### Recorded data
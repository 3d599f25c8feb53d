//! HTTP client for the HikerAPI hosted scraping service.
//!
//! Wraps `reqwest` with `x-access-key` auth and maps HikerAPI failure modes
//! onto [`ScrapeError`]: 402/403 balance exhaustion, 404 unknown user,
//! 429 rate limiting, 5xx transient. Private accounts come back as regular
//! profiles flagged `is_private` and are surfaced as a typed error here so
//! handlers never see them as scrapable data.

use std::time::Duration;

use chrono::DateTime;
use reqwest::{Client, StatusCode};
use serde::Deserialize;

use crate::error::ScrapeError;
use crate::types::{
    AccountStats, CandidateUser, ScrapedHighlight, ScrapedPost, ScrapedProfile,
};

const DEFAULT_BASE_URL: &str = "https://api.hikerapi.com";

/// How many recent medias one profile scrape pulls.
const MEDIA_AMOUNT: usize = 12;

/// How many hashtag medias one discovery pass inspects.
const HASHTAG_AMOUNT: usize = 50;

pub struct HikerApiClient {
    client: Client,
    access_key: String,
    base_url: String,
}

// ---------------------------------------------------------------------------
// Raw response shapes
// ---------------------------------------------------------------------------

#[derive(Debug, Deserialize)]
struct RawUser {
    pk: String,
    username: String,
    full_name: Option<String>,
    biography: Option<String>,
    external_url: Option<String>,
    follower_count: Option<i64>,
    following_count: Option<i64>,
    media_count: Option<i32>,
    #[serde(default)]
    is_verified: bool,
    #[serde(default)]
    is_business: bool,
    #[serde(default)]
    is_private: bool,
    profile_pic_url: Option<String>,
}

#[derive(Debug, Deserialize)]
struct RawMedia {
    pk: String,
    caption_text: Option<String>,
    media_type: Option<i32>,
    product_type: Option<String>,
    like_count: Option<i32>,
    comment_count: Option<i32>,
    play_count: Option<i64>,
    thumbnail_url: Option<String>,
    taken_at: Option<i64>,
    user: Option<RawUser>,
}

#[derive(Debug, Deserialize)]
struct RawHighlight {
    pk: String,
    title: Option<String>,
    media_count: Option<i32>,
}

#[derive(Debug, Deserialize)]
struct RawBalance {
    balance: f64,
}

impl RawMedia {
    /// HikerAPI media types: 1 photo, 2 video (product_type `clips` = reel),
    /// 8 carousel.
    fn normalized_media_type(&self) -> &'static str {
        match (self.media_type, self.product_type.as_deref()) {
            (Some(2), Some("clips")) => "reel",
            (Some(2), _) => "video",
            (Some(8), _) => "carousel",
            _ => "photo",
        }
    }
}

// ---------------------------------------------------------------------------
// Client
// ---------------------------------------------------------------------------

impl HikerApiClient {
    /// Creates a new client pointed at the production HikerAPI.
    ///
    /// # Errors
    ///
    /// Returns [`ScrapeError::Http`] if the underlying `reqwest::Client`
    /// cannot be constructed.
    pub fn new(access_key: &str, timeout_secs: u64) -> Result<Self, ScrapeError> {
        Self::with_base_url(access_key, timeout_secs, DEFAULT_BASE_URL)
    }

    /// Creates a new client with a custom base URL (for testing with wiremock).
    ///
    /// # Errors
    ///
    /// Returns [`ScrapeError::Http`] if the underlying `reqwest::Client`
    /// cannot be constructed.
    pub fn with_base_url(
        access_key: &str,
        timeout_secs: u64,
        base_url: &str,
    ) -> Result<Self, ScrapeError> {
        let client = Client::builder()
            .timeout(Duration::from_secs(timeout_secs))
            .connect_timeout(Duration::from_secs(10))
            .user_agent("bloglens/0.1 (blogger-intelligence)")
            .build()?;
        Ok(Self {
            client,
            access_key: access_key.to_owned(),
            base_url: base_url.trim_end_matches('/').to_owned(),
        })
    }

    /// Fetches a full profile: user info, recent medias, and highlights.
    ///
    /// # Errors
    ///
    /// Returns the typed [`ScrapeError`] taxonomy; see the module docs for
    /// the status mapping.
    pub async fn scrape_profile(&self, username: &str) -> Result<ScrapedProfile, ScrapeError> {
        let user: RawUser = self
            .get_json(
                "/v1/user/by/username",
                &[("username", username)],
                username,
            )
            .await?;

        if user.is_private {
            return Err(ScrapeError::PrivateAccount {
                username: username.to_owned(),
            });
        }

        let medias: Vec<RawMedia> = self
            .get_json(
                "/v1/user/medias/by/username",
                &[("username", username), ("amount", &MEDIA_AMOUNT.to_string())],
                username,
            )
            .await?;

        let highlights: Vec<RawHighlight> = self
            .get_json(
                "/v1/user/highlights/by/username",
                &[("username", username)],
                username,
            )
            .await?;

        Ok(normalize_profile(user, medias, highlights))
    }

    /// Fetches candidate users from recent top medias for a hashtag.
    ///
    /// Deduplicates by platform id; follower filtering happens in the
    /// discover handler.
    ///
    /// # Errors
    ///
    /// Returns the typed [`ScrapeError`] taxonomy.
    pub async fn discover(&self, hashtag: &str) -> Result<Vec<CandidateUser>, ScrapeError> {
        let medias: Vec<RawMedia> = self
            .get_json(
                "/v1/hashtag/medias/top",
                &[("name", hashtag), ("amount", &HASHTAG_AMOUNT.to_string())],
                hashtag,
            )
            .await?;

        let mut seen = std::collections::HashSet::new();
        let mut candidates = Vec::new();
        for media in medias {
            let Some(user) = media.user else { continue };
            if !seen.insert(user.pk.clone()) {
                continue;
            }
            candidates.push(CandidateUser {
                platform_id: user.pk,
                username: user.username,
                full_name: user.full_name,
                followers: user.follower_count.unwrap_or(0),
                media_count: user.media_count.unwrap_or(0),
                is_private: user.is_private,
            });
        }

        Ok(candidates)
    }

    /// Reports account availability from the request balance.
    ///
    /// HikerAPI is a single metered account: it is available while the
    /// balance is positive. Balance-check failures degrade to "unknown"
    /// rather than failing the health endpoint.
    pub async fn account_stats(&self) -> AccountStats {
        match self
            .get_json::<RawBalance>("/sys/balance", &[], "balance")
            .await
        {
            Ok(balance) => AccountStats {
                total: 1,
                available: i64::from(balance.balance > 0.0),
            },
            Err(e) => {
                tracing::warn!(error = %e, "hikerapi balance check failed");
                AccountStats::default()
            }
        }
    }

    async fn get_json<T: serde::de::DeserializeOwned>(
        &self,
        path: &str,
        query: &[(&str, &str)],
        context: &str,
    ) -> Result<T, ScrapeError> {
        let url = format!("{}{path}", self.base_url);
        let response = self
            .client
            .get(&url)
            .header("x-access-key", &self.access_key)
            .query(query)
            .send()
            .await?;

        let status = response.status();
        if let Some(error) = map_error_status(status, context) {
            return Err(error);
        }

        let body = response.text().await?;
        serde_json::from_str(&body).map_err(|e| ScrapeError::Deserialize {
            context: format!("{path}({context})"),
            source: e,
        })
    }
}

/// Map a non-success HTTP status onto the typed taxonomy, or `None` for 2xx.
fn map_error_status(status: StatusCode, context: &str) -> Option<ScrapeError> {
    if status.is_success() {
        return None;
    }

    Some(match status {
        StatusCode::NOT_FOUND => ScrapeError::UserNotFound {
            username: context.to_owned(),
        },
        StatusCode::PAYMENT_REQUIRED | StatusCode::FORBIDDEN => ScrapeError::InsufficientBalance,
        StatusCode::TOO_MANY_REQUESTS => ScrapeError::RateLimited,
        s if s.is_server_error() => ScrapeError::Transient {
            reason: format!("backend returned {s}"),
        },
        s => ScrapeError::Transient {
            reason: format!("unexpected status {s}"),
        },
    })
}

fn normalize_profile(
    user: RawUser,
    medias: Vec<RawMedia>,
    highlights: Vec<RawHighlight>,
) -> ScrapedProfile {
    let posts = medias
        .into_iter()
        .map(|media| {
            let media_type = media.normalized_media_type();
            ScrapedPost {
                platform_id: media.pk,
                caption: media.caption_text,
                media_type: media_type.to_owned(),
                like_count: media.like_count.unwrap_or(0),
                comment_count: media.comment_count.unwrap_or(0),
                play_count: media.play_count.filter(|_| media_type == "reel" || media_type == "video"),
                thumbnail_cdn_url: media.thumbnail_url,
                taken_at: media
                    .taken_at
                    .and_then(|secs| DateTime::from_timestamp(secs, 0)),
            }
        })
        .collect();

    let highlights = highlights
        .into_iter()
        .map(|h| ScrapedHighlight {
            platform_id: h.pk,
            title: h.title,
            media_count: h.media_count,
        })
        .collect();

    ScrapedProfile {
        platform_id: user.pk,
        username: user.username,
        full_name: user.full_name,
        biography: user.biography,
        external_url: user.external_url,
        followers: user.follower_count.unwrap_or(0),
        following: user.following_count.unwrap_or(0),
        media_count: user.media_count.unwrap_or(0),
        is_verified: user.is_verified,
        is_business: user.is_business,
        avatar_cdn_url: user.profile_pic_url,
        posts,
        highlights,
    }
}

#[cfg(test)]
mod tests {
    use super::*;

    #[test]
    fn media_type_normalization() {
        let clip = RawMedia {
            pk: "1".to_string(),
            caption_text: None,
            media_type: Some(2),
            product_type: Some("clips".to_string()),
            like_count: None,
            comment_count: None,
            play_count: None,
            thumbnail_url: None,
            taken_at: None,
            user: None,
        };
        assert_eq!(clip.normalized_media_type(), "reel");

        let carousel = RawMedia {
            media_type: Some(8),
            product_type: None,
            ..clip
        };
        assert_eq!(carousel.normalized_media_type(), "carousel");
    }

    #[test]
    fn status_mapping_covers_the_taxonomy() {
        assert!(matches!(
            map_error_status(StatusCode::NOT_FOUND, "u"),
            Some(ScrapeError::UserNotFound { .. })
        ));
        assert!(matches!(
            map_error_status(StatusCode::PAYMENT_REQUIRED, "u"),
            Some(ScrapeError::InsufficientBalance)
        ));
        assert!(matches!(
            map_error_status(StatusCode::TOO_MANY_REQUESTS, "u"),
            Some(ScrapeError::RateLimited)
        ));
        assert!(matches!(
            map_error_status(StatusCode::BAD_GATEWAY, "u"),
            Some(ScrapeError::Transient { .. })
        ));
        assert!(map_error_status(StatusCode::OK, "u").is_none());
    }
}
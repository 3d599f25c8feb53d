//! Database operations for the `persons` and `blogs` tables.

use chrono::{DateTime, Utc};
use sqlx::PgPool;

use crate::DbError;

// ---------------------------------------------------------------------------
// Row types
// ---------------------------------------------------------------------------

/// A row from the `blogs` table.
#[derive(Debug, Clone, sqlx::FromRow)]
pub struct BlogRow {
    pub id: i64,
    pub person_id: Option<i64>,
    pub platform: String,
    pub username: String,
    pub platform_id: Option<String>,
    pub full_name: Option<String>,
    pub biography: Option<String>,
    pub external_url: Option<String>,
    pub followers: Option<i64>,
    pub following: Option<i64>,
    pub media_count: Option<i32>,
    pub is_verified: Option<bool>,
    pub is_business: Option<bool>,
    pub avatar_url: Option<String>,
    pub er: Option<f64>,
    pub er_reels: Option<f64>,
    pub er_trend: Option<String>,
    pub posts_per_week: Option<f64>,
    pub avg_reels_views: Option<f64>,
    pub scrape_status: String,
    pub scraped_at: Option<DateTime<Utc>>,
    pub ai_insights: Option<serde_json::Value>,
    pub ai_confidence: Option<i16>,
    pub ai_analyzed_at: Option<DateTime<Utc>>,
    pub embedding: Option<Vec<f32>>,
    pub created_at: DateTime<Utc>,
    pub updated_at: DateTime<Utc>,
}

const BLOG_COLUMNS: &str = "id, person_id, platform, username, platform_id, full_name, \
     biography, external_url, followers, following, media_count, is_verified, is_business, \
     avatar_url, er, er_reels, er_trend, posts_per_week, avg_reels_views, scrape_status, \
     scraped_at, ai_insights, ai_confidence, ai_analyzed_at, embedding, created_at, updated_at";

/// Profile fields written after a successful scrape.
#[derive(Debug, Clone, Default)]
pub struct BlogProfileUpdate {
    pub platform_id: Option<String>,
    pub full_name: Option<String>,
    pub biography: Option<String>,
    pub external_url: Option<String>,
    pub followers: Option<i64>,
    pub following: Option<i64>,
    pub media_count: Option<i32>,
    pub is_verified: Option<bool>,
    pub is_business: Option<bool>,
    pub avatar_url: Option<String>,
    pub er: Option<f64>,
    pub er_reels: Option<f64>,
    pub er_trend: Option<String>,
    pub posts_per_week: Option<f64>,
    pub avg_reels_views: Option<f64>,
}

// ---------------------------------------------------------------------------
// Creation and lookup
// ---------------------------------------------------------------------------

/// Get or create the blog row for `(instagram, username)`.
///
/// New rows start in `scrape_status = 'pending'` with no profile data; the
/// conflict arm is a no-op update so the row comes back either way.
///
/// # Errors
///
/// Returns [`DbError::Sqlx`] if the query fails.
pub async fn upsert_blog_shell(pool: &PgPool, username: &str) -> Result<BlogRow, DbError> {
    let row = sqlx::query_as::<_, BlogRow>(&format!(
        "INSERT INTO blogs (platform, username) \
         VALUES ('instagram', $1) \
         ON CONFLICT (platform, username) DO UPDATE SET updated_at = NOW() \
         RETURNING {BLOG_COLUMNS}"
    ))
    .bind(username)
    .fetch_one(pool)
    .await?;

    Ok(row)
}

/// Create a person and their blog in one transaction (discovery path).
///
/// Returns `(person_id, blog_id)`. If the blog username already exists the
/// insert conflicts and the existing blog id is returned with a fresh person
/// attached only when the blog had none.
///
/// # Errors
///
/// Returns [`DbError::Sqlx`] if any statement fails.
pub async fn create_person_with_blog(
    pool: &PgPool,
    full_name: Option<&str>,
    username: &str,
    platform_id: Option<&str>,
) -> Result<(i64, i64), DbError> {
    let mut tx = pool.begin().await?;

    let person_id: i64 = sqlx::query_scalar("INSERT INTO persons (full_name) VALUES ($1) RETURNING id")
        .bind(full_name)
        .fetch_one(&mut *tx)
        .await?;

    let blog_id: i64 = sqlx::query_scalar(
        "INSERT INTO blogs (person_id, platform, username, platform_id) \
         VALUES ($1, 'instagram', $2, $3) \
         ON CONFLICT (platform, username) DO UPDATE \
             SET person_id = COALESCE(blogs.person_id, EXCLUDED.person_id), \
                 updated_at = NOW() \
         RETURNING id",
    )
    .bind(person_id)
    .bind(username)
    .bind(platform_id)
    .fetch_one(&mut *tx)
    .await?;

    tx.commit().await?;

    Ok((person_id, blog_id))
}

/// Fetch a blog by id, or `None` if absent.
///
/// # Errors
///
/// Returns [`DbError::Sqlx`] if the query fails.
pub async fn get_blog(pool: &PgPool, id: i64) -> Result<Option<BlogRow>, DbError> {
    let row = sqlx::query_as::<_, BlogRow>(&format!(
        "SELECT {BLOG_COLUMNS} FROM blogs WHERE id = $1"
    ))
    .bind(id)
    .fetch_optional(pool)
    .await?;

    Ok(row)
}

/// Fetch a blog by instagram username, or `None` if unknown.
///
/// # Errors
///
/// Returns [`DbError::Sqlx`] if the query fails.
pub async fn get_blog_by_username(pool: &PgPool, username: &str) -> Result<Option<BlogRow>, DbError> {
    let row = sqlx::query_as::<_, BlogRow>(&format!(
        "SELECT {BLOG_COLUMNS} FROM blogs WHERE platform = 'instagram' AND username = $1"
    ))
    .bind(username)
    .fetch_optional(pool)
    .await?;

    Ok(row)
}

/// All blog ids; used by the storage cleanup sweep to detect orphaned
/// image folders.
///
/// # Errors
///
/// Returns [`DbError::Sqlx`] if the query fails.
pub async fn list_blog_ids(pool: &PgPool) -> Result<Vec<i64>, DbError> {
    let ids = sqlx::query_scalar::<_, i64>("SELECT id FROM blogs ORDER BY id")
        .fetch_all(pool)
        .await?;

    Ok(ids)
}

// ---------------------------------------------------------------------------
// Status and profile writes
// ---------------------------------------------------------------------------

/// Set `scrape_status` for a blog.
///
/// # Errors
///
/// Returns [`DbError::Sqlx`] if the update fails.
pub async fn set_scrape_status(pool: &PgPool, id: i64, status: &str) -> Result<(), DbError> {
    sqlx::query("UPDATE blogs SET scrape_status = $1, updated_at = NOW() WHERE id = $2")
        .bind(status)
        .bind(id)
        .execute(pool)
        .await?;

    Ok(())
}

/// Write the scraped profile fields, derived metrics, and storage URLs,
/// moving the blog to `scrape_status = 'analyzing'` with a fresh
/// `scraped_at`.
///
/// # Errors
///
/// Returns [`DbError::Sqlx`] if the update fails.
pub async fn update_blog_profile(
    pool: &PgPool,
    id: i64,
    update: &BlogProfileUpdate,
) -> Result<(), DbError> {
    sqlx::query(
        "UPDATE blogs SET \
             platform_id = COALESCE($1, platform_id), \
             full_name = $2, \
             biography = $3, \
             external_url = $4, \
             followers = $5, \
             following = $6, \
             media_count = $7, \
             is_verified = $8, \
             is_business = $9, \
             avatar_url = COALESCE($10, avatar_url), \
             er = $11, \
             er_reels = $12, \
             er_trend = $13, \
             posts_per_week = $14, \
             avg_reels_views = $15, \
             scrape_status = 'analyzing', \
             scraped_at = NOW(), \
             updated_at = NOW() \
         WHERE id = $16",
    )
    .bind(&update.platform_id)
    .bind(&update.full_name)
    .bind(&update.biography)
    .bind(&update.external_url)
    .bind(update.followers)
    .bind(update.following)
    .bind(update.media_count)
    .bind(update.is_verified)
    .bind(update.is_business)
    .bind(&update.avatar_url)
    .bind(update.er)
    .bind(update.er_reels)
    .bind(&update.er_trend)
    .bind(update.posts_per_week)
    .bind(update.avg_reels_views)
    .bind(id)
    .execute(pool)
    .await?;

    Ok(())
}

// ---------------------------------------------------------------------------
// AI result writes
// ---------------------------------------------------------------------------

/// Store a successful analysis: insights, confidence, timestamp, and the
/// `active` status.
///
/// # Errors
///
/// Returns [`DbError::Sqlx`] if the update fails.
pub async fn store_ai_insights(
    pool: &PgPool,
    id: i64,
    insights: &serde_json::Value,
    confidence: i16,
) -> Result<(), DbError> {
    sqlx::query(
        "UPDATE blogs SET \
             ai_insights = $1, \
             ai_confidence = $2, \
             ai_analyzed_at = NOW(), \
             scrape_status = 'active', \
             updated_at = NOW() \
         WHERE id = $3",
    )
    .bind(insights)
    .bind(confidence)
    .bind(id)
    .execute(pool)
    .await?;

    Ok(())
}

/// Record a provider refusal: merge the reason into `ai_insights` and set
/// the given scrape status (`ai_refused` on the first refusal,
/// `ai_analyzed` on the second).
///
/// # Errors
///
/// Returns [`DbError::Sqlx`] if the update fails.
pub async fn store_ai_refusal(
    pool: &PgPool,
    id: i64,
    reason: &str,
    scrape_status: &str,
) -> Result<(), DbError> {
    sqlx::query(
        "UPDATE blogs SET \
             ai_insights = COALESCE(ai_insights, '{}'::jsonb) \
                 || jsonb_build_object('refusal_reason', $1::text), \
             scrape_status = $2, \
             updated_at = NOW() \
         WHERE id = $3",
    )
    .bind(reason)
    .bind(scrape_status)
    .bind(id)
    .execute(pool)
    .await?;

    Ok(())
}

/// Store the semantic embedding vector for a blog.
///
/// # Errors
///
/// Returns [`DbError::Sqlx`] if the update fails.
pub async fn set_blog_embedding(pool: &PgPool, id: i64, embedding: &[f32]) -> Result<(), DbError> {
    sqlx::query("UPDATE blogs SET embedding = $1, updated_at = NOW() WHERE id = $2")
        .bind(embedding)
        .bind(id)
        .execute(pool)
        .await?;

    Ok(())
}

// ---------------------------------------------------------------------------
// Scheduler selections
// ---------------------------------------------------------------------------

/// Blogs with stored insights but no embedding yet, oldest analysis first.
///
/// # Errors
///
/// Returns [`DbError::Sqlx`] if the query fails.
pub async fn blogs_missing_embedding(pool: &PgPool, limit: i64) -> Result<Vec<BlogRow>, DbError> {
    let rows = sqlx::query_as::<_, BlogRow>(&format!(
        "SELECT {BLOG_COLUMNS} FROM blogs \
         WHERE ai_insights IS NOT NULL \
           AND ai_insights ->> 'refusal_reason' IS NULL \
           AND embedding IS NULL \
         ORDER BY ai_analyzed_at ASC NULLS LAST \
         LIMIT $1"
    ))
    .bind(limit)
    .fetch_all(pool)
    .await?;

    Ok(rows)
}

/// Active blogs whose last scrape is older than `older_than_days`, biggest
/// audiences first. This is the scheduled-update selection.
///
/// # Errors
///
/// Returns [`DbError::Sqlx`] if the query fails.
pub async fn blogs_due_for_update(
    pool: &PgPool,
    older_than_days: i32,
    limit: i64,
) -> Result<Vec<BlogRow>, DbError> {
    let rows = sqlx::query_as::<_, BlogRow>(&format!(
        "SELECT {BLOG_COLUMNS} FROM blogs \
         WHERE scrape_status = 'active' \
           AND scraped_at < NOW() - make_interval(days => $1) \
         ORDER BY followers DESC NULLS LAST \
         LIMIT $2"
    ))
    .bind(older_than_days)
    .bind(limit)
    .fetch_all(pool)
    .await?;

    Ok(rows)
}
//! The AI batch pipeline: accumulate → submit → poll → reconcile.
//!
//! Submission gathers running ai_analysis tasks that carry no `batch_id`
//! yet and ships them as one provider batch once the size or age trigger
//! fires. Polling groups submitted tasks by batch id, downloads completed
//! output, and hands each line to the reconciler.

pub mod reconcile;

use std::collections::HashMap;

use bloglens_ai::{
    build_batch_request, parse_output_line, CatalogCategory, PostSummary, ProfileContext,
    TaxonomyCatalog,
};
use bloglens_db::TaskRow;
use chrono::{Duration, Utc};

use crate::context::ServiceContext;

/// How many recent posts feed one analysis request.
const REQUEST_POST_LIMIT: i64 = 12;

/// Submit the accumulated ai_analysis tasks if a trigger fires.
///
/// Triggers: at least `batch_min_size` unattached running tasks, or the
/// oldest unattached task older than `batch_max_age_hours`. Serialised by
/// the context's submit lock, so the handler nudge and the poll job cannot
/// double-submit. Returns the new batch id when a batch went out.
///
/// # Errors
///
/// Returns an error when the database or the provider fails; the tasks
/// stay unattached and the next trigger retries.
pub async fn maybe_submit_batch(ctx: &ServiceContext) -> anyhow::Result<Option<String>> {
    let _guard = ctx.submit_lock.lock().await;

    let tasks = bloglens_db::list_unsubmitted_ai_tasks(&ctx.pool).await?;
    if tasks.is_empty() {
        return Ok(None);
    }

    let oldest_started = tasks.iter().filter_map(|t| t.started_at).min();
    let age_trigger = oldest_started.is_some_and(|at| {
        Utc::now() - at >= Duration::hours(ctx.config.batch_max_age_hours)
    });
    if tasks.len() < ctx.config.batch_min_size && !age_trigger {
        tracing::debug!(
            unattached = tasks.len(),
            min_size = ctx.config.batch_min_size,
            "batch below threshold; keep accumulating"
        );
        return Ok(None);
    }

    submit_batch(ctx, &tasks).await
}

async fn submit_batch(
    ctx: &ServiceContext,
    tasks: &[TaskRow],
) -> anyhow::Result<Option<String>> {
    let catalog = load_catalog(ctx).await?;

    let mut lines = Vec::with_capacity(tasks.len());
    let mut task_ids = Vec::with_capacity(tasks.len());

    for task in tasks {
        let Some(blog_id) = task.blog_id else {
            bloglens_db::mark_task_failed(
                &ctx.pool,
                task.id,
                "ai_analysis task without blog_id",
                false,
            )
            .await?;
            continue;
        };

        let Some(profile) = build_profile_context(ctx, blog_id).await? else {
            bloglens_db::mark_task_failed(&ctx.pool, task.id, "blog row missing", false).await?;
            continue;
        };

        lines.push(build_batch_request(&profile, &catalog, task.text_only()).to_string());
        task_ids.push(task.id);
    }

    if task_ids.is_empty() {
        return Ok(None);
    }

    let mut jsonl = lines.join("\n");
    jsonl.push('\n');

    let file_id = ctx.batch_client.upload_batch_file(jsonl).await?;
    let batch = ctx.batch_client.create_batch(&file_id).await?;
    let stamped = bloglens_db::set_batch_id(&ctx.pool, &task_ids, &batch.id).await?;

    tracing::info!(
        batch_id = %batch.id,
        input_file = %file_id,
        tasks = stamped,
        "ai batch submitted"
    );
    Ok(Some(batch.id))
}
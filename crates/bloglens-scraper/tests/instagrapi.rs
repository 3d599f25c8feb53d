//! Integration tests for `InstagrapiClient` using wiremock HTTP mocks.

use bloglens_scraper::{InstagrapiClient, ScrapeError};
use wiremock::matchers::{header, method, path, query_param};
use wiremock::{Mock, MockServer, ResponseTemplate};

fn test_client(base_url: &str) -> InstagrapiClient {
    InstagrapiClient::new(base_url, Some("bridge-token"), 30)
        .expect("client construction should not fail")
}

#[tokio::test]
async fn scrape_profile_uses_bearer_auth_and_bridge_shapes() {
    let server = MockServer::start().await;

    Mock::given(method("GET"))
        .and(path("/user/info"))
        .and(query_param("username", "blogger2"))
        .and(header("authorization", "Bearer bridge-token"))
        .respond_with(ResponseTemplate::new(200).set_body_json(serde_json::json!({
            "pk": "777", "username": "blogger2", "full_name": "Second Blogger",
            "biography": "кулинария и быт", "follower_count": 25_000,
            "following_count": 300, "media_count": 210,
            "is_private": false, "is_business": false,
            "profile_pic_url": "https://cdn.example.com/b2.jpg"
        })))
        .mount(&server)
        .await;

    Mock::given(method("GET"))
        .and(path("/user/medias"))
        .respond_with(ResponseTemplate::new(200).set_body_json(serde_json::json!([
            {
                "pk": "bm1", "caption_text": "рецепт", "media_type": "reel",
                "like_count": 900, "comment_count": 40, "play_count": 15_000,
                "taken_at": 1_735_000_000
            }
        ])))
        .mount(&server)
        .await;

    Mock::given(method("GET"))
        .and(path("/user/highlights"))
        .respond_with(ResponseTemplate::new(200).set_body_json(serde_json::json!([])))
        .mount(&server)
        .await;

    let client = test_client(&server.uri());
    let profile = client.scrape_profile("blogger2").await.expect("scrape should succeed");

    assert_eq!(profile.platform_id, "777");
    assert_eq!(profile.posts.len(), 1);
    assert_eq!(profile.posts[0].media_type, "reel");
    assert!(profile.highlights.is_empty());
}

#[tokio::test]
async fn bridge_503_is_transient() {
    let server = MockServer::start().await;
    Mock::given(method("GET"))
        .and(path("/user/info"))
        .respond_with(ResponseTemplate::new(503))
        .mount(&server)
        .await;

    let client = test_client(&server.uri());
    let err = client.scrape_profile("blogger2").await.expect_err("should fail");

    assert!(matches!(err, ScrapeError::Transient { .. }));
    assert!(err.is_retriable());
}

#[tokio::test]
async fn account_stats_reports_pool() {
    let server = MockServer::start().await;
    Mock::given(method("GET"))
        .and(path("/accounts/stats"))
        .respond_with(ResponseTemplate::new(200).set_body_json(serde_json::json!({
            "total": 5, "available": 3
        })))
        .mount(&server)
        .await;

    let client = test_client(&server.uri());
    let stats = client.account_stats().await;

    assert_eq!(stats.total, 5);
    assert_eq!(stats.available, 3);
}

### Work to be completed
Check the entries above line by line and return each one containing the word "types".

### Answer space
use crate::types::{
    /// HikerAPI media types: 1 photo, 2 video (product_type `clips` = reel),
// Row types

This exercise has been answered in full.